- Opening Delimiter -

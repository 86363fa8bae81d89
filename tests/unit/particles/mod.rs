use super::*;
use rand::SeedableRng;
use rand::rngs::StdRng;

fn field(n: usize) -> ParticleField {
    ParticleField::new_scattered(n, Viewport::new(800, 600), &mut StdRng::seed_from_u64(1))
}

#[test]
fn buffer_is_three_floats_per_particle() {
    for n in [1usize, 7, 100, 1400] {
        let mut f = field(n);
        assert_eq!(f.buffer().len(), 3 * n);
        f.assign_burst(&mut StdRng::seed_from_u64(2));
        f.converge(CONVERGENCE_FACTOR);
        assert_eq!(f.buffer().len(), 3 * n);
        f.scatter(Viewport::new(10, 10), &mut StdRng::seed_from_u64(3));
        assert_eq!(f.buffer().len(), 3 * n);
    }
}

#[test]
fn scatter_stays_inside_viewport_and_depth() {
    let mut f = field(100);
    f.scatter(Viewport::new(800, 600), &mut StdRng::seed_from_u64(9));
    for p in f.particles() {
        assert!(p.position.x >= -400.0 && p.position.x <= 400.0);
        assert!(p.position.y >= -300.0 && p.position.y <= 300.0);
        assert!(p.position.z >= -200.0 && p.position.z <= 200.0);
        assert!(p.target.is_none());
    }
}

#[test]
fn scatter_mirrors_positions_into_buffer() {
    let f = field(5);
    for (i, p) in f.particles().iter().enumerate() {
        let b = &f.buffer().as_slice()[i * 3..i * 3 + 3];
        assert_eq!(b, &[p.position.x as f32, p.position.y as f32, p.position.z as f32]);
    }
}

#[test]
fn cyclic_assignment_wraps_by_set_size() {
    let set: Vec<Vec3> = (0..7).map(|i| Vec3::new(i as f64, 0.0, 0.0)).collect();
    let mut f = field(10);
    assert!(f.assign_cyclic(&set, Vec3::ZERO));
    assert_eq!(f.particles()[8].target, Some(set[1]));
    assert_eq!(f.particles()[6].target, Some(set[6]));
    assert_eq!(f.particles()[7].target, Some(set[0]));
}

#[test]
fn cyclic_assignment_applies_offset() {
    let set = vec![Vec3::new(1.0, 2.0, 3.0)];
    let mut f = field(2);
    f.assign_cyclic(&set, Vec3::new(120.0, -50.0, 0.0));
    assert_eq!(f.particles()[1].target, Some(Vec3::new(121.0, -48.0, 3.0)));
}

#[test]
fn empty_set_skips_assignment() {
    let mut f = field(4);
    let keep = vec![Vec3::new(5.0, 5.0, 5.0)];
    f.assign_cyclic(&keep, Vec3::ZERO);
    assert!(!f.assign_cyclic(&[], Vec3::ZERO));
    for p in f.particles() {
        assert_eq!(p.target, Some(keep[0]));
    }
}

#[test]
fn one_converge_step_moves_eight_percent() {
    let mut f = field(3);
    let target = Vec3::new(100.0, -40.0, 20.0);
    f.assign_cyclic(&[target], Vec3::ZERO);
    let before: Vec<Vec3> = f.particles().iter().map(|p| p.position).collect();
    f.converge(CONVERGENCE_FACTOR);
    for (old, p) in before.iter().zip(f.particles()) {
        let expected = *old + (target - *old) * 0.08;
        assert!(p.position.distance(expected) < 1e-9);
    }
}

#[test]
fn distance_to_target_contracts_by_092_each_step() {
    let mut f = field(1);
    let target = Vec3::new(300.0, 300.0, -100.0);
    f.assign_cyclic(&[target], Vec3::ZERO);
    let mut d = f.particles()[0].position.distance(target);
    for _ in 0..200 {
        f.converge(CONVERGENCE_FACTOR);
        let next = f.particles()[0].position.distance(target);
        assert!(next < d);
        assert!((next - d * 0.92).abs() <= 1e-9 * d.max(1.0));
        d = next;
    }
    assert!(d < 1e-3);
}

#[test]
fn converge_skips_untargeted_particles() {
    let mut f = field(2);
    let before = f.particles()[0].position;
    f.converge(CONVERGENCE_FACTOR);
    assert_eq!(f.particles()[0].position, before);
}

#[test]
fn burst_targets_are_200_to_600_units_away_in_plane() {
    let mut f = field(50);
    f.assign_burst(&mut StdRng::seed_from_u64(4));
    for p in f.particles() {
        let t = p.target.unwrap();
        let dx = t.x - p.position.x;
        let dy = t.y - p.position.y;
        let planar = (dx * dx + dy * dy).sqrt();
        assert!((200.0 - 1e-9..600.0 + 1e-9).contains(&planar));
        assert!(t.z >= -300.0 && t.z <= 300.0);
    }
}

#[test]
fn dirty_flag_is_consumed_once() {
    let mut f = field(3);
    assert!(f.buffer_mut().take_dirty());
    assert!(!f.buffer().is_dirty());
    f.converge(CONVERGENCE_FACTOR);
    assert!(f.buffer_mut().take_dirty());
}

- Closing Delimiter -

▸ **TASK DIRECTIONS**
All lines above that hold the string "next" should be copied.

▸ **EXERCISE SOLUTION**
        let next = f.particles()[0].position.distance(target);
        assert!(next < d);
        assert!((next - d * 0.92).abs() <= 1e-9 * d.max(1.0));
        d = next;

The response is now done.